O Ministério mais importante durante o Nazismo, àquele ao qual se direcionam mais recursos, será o Ministério da Propaganda; brilhantemente dirigido pelo temível Joseph Goebbels. A partir desse ministério, Goebbels desenvolverá um verdadeiro culto ao Führer. A propaganda fará com que os delirantes objetivos de uma elite se convertam em objetivos compartilhados por toda uma nação, a mais respeitada da Europa.

Mas, como tudo foi possível? Como explicar que uma sociedade extremamente culta, que nos legou grandes filósofos, pensadores e escritores como Goethe, os irmãos Schlegel, Nietzsche e Schopenhauer, aceitou com tanta facilidade a mensagem dogmática de Hitler?

Nos inflamados discursos de Adolf Hitler não era importante o conteúdo, geralmente banal e reiterativo. Relevante era sua elaborada encenação diante das multidões, sedentas por um discurso otimista e promissor. Mesmo não sendo um orador espontâneo, sua retórica e seu mis-en-scène diante dos holofotes eram perfeitos. Suas palavras impecáveis vinham atreladas a slogans antissemitas tais como o popular “Die Juden sind unser üngluk” (os judeus são nosso infortúnio). Ademais, uma euforia ímpar era transmitida com uma exagerada gesticulação. A construção da propaganda nazista não foi obra de um extraterrestre. Foi obra de um líder que contou com a ajuda de colaboradores. Todos possuem uma parcela de culpa na situação de destruição em que foi deixada a Europa em 1945.

É difícil compreender como o esclarecido povo alemão aceitava um discurso intolerante; vindo de um líder que sequer era alemã, e, pior ainda, seus rasgos físicos o colocam na contramão do protótipo físico ariano desejado?
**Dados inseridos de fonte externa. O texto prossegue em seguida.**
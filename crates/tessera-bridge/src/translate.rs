//! Conversion of generic language-service results into host result shapes.
//!
//! Each function is total over well-formed input: absent kinds, detail, and
//! documentation produce empty or unknown-valued host fields, and reversed
//! span endpoints saturate to zero length. Coordinate mapping always goes
//! through the request's [`TemplateContext`].

use lsp_types::{
    CompletionItem, CompletionList, CompletionTextEdit, Documentation, FoldingRange, Hover,
    HoverContents, MarkedString, Position, Range,
};
use tessera_core::TemplateContext;
use tessera_proto::{
    kind_modifiers, CompletionEntry, CompletionEntryDetails, CompletionInfo, OutliningSpan,
    OutliningSpanKind, QuickInfo, ScriptElementKind, SymbolDisplayPart, TextSpan,
};

use crate::kinds;

/// Convert a hover result into host quick info.
///
/// Hover content splits into two streams: plain strings become documentation
/// parts, while language-tagged and markup values become header (display)
/// parts. Without an explicit hover range the span is a single character
/// anchored at the cursor.
pub fn quick_info(context: &dyn TemplateContext, position: Position, hover: &Hover) -> QuickInfo {
    let mut header = Vec::new();
    let mut docs = Vec::new();
    split_hover_contents(&hover.contents, &mut header, &mut docs);

    let start = context.to_offset(hover.range.map_or(position, |range| range.start));
    let length = match hover.range {
        Some(range) => context.to_offset(range.end).saturating_sub(start),
        None => 1,
    };

    QuickInfo {
        kind: ScriptElementKind::String,
        kind_modifiers: kind_modifiers::NONE.to_string(),
        text_span: TextSpan { start, length },
        display_parts: header,
        documentation: docs,
        tags: Vec::new(),
    }
}

fn split_hover_contents(
    contents: &HoverContents,
    header: &mut Vec<SymbolDisplayPart>,
    docs: &mut Vec<SymbolDisplayPart>,
) {
    match contents {
        HoverContents::Scalar(marked) => split_marked_string(marked, header, docs),
        HoverContents::Array(items) => {
            for item in items {
                split_marked_string(item, header, docs);
            }
        }
        HoverContents::Markup(markup) => {
            header.push(SymbolDisplayPart::unknown(markup.value.as_str()));
        }
    }
}

fn split_marked_string(
    marked: &MarkedString,
    header: &mut Vec<SymbolDisplayPart>,
    docs: &mut Vec<SymbolDisplayPart>,
) {
    match marked {
        MarkedString::String(text) => docs.push(SymbolDisplayPart::unknown(text.as_str())),
        MarkedString::LanguageString(ls) => {
            header.push(SymbolDisplayPart::unknown(ls.value.as_str()));
        }
    }
}

/// Convert a generic completion list into host completion info.
///
/// The three placement flags are always false: embedded completions never
/// count as global, member, or new-identifier completions to the host.
pub fn completion_info(context: &dyn TemplateContext, list: &CompletionList) -> CompletionInfo {
    CompletionInfo {
        is_global_completion: false,
        is_member_completion: false,
        is_new_identifier_location: false,
        entries: list
            .items
            .iter()
            .map(|item| completion_entry(context, item))
            .collect(),
    }
}

/// Convert one completion item into a host completion entry.
///
/// Sort text falls back to the label so entries order deterministically even
/// when the service sets none. An item-supplied text edit carries over as an
/// insert-text override plus the host-file span it replaces.
pub fn completion_entry(context: &dyn TemplateContext, item: &CompletionItem) -> CompletionEntry {
    let mut entry = CompletionEntry {
        name: item.label.clone(),
        kind: kinds::script_element_kind(item.kind),
        sort_text: item.sort_text.clone().unwrap_or_else(|| item.label.clone()),
        insert_text: None,
        replacement_span: None,
    };

    if let Some(edit) = &item.text_edit {
        let (new_text, range) = match edit {
            CompletionTextEdit::Edit(edit) => (&edit.new_text, edit.range),
            CompletionTextEdit::InsertAndReplace(edit) => (&edit.new_text, edit.replace),
        };
        entry.insert_text = Some(new_text.clone());
        entry.replacement_span = Some(text_span(context, range));
    }

    entry
}

/// Convert a resolved completion item into host entry details.
pub fn completion_entry_details(item: &CompletionItem) -> CompletionEntryDetails {
    CompletionEntryDetails {
        name: item.label.clone(),
        kind: kinds::script_element_kind(item.kind),
        kind_modifiers: kind_modifiers::AMBIENT.to_string(),
        display_parts: display_parts(item.detail.as_deref()),
        documentation: display_parts(documentation_value(item.documentation.as_ref())),
        tags: Vec::new(),
    }
}

/// Details synthesized when a requested entry is missing from the list.
///
/// The host must always receive some details object, so a lookup miss
/// degrades to an unknown kind with the requested name as its display text.
pub fn unresolved_entry_details(name: &str) -> CompletionEntryDetails {
    CompletionEntryDetails {
        name: name.to_string(),
        kind: ScriptElementKind::Unknown,
        kind_modifiers: kind_modifiers::NONE.to_string(),
        display_parts: display_parts(Some(name)),
        documentation: Vec::new(),
        tags: Vec::new(),
    }
}

/// Convert a folding range into a host outlining span.
///
/// Character fields default to 0 when the range carries none. One span
/// serves as both the collapse region and the hint region; every span is a
/// plain code region with no banner, never auto-collapsed.
pub fn outlining_span(context: &dyn TemplateContext, range: &FoldingRange) -> OutliningSpan {
    let start = context.to_offset(Position::new(
        range.start_line,
        range.start_character.unwrap_or(0),
    ));
    let end = context.to_offset(Position::new(range.end_line, range.end_character.unwrap_or(0)));
    let span = TextSpan {
        start,
        length: end.saturating_sub(start),
    };

    OutliningSpan {
        text_span: span,
        hint_span: span,
        banner_text: String::new(),
        auto_collapse: false,
        kind: OutliningSpanKind::Code,
    }
}

/// Convert an embedded-document range into a host `(start, length)` span.
pub fn text_span(context: &dyn TemplateContext, range: Range) -> TextSpan {
    let start = context.to_offset(range.start);
    let length = context.to_offset(range.end).saturating_sub(start);
    TextSpan { start, length }
}

fn documentation_value(documentation: Option<&Documentation>) -> Option<&str> {
    match documentation {
        Some(Documentation::String(text)) => Some(text),
        Some(Documentation::MarkupContent(markup)) => Some(&markup.value),
        None => None,
    }
}

/// Zero or one plain-text display part; absent and empty text produce none.
fn display_parts(text: Option<&str>) -> Vec<SymbolDisplayPart> {
    match text {
        None | Some("") => Vec::new(),
        Some(text) => vec![SymbolDisplayPart::text(text)],
    }
}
ESTAÇÃO 3: “BOICOTE” AOS JUDEUS

O “Memorial do Holocausto” não podia deixar de relembrar dois acontecimentos antissemitas significativos, organizados pelo Terceiro Reich durante o período de boicote, entre 1933 e 1939: a perversa “Queima pública de livros” e a fatídica “Kristallnacht”. Um dos maiores crimes que se pode cometer contra a cultura de um país ou de um povo é destruir sua memória, seus registros, sua história, suas ideias. Queimar livros como forma de  eliminar inimigos políticos ou etnias minoritárias é um ato tão bárbaro e cruel, que deveria ser condenado e combatido por toda a humanidade.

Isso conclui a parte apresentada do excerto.